=== INSTRUCTIONS TO FOLLOW ===
Search the data for "PickerConfig" and copy every matching line.
== == ==
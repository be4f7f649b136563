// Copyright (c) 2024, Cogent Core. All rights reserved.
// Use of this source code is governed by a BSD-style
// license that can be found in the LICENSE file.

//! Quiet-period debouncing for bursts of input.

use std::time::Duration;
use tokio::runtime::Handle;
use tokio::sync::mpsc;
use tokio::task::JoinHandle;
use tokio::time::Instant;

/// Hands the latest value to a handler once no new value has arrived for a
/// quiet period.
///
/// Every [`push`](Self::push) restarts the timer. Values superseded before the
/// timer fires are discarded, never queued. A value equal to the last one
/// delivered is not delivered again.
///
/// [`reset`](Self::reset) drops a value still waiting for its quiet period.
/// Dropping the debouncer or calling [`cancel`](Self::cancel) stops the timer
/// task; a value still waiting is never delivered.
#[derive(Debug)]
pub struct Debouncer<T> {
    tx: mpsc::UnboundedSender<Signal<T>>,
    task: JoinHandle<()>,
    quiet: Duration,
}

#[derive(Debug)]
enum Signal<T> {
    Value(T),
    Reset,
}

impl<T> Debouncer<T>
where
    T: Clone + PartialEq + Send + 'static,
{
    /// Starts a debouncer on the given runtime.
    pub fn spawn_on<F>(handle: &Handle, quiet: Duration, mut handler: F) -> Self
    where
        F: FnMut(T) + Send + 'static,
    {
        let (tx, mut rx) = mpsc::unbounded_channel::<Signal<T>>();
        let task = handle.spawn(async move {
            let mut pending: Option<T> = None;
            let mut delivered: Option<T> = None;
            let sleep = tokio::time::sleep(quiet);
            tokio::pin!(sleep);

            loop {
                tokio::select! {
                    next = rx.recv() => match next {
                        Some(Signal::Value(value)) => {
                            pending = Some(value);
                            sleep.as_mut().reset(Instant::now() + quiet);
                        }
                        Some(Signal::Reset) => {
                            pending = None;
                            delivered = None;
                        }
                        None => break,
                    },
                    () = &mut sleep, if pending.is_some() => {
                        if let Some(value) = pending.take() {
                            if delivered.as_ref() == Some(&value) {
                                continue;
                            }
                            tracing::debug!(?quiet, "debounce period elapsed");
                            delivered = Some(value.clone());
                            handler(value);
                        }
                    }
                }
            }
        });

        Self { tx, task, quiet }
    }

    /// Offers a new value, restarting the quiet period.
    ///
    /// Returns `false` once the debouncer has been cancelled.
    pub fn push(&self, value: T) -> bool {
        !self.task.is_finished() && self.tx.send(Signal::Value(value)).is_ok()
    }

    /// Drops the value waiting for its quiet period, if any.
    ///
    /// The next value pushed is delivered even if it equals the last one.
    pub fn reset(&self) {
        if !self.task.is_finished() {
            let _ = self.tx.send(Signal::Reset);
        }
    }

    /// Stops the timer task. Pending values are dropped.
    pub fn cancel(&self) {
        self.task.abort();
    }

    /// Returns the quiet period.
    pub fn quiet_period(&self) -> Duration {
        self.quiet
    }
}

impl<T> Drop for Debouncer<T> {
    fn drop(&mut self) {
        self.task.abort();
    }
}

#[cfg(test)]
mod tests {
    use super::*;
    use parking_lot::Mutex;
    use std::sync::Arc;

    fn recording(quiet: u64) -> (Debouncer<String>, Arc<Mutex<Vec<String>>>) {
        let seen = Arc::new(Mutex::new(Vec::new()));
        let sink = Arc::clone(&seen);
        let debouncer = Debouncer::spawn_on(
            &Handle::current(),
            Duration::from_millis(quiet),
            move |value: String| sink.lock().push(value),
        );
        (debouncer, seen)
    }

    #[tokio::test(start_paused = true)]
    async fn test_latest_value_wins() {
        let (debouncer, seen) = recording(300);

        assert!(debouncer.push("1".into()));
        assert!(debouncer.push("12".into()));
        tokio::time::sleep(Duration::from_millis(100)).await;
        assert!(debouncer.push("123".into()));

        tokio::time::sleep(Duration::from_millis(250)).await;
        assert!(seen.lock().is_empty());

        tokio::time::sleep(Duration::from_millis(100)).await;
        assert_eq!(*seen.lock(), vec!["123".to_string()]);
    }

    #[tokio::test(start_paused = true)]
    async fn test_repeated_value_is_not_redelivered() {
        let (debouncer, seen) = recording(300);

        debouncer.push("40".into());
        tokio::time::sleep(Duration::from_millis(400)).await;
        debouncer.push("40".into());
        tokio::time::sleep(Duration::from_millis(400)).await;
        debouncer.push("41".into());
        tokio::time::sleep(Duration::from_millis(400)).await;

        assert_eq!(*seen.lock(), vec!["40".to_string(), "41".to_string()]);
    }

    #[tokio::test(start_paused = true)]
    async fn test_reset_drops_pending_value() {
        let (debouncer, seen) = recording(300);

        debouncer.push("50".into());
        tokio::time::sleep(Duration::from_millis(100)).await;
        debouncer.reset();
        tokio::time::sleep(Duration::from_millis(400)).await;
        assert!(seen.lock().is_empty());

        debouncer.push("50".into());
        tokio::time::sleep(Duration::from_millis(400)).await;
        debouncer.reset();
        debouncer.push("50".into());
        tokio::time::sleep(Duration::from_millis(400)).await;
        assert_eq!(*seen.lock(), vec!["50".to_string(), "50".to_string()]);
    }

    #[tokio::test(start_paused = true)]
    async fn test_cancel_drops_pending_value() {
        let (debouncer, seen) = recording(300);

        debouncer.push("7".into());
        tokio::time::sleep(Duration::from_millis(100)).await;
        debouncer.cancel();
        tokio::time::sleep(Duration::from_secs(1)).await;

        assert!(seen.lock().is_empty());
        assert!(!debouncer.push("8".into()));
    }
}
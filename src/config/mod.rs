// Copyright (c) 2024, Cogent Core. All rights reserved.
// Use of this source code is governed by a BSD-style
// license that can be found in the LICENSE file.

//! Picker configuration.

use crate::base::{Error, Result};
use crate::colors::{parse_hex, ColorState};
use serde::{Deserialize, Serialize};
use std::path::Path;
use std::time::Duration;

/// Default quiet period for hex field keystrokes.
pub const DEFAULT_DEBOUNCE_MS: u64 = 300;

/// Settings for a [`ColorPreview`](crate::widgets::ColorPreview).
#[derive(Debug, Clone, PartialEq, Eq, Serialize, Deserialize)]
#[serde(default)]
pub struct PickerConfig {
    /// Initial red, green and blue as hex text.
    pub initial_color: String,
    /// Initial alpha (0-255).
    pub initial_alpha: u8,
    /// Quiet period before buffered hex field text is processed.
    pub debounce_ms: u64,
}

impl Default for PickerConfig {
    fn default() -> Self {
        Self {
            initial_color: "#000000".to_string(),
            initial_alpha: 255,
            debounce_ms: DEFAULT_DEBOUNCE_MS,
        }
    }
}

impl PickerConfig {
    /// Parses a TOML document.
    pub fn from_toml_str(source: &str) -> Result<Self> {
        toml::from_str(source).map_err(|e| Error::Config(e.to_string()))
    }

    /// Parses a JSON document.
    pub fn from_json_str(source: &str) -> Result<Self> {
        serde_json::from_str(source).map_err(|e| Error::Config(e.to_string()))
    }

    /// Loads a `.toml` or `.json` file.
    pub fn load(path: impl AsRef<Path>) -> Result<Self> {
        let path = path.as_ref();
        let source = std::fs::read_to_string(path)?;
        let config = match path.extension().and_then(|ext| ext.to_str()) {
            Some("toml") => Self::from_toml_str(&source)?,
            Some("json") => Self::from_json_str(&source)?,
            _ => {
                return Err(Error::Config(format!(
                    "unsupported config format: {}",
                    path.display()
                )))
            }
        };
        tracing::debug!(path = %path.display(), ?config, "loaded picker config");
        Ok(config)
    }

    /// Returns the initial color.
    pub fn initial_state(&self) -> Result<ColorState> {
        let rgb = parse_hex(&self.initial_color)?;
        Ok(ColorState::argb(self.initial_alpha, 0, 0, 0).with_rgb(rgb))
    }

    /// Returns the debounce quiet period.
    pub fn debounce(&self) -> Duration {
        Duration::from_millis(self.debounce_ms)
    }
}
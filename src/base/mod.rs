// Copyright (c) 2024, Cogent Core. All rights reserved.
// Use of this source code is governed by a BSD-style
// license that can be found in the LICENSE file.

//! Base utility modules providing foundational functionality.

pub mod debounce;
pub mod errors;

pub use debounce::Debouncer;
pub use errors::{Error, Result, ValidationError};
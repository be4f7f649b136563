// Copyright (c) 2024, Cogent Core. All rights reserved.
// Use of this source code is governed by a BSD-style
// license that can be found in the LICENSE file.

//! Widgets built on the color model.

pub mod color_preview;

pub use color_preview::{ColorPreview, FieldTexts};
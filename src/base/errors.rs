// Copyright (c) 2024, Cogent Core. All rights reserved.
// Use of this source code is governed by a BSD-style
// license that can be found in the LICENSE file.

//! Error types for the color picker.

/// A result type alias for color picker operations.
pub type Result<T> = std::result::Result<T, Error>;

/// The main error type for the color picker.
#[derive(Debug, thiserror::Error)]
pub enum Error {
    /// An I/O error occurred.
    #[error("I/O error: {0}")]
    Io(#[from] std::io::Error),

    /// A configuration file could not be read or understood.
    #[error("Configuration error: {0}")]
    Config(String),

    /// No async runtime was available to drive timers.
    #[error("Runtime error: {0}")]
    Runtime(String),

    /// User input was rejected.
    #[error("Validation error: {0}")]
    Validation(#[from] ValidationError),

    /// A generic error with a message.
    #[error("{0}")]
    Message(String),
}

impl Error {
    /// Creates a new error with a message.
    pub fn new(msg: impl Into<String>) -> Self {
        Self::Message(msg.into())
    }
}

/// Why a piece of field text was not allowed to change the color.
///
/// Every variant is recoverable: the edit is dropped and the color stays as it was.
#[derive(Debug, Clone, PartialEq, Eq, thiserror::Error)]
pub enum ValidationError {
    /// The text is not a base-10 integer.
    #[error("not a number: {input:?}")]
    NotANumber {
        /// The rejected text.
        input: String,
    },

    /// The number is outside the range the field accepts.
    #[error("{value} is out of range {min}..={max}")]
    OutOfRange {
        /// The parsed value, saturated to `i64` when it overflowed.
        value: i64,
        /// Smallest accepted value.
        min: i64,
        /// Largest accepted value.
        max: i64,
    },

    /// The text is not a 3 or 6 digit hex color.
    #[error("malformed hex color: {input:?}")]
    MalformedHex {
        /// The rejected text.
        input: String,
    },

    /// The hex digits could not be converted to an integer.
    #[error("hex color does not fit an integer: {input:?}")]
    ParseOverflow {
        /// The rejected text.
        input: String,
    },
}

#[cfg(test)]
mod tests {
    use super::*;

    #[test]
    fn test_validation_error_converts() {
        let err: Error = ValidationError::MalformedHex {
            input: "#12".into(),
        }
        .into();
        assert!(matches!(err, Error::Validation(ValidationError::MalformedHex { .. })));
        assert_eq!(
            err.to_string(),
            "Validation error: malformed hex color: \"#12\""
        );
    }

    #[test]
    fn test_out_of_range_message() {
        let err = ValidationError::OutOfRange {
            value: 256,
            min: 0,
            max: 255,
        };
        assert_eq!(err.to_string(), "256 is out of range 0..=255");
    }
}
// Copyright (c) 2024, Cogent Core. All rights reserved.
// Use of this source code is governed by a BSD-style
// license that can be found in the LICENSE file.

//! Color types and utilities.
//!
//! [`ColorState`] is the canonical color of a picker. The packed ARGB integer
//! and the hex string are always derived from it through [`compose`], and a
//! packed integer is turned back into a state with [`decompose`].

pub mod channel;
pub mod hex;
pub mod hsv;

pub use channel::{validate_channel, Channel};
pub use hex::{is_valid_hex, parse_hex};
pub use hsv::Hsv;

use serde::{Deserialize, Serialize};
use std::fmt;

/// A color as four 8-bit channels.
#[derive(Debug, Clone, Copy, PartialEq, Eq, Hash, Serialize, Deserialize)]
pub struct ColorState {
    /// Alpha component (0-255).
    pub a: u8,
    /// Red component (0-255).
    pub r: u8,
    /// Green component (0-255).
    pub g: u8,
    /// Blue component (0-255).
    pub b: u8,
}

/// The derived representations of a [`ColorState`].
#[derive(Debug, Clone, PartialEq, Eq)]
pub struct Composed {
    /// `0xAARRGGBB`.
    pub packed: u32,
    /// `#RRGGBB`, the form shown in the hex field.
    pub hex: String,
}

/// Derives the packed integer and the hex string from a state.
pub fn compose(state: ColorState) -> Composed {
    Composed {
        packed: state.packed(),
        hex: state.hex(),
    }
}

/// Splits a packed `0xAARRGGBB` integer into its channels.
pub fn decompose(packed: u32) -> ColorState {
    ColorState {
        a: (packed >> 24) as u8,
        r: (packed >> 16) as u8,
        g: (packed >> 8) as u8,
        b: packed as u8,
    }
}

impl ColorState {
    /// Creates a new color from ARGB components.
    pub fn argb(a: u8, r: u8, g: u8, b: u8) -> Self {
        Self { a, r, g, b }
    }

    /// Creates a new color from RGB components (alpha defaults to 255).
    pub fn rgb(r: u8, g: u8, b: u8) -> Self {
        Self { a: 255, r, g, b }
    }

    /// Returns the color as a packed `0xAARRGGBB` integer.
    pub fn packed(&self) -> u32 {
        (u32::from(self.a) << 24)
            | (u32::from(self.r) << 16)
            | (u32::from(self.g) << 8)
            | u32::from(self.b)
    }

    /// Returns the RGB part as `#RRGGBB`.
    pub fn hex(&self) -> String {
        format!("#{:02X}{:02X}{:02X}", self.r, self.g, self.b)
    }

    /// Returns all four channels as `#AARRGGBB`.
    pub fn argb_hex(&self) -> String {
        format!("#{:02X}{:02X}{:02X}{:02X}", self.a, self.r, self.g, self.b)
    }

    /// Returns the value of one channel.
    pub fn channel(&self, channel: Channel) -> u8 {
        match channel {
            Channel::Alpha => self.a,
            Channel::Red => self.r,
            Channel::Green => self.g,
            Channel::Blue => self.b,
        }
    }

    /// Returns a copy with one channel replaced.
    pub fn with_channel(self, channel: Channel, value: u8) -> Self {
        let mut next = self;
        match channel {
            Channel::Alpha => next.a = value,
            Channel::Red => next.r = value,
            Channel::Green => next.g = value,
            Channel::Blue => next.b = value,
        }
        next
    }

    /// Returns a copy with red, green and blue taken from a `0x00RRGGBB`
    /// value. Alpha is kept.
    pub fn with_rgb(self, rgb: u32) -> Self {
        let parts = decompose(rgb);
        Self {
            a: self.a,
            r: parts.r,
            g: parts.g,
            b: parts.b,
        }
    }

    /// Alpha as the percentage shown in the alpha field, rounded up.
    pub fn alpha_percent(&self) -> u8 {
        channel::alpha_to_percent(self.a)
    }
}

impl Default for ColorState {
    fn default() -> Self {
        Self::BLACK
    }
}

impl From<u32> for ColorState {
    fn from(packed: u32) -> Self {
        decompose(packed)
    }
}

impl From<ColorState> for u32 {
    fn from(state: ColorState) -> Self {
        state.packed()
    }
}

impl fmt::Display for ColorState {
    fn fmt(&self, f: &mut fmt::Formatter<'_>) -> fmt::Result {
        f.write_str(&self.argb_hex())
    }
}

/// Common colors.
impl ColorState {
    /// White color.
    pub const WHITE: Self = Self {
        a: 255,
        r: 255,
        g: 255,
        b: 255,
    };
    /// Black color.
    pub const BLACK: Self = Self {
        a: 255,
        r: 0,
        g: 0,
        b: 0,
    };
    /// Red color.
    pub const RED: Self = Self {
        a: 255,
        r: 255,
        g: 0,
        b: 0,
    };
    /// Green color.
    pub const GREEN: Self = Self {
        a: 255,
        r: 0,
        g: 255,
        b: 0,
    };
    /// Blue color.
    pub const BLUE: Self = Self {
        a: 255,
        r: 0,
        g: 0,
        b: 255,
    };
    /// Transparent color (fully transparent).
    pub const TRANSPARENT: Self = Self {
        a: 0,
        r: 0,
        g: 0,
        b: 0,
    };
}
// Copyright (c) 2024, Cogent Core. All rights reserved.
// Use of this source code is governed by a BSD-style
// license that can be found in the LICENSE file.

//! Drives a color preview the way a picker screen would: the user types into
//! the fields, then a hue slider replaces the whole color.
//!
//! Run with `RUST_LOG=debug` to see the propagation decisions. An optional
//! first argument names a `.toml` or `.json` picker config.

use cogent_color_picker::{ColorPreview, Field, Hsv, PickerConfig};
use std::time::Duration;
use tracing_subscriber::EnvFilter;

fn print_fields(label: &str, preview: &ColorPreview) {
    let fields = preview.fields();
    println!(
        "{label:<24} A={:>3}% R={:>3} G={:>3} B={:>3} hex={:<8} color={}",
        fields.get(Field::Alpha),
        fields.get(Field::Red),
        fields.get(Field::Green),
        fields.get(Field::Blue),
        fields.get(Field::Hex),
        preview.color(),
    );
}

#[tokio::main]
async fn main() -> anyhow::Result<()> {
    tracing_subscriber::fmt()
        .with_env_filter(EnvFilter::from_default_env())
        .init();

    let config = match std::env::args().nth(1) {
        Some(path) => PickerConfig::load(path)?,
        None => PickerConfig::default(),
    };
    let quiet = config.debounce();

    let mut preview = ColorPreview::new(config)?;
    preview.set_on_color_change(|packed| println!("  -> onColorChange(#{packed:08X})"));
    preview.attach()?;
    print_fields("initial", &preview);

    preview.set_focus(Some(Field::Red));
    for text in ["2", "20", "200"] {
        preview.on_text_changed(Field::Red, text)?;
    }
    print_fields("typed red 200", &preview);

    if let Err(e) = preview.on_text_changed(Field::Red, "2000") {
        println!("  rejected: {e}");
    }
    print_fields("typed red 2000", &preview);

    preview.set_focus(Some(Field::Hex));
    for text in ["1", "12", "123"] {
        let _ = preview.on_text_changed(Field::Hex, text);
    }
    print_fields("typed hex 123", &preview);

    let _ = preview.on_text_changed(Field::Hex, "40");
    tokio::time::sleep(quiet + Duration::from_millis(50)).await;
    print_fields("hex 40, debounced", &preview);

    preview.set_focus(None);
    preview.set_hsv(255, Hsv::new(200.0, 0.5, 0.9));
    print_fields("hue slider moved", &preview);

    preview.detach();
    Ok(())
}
== == ==
=== RESULT FOR THIS EXERCISE ===
pub struct PickerConfig {
impl Default for PickerConfig {
impl PickerConfig {
use cogent_color_picker::{ColorPreview, Field, Hsv, PickerConfig};
        Some(path) => PickerConfig::load(path)?,
        None => PickerConfig::default(),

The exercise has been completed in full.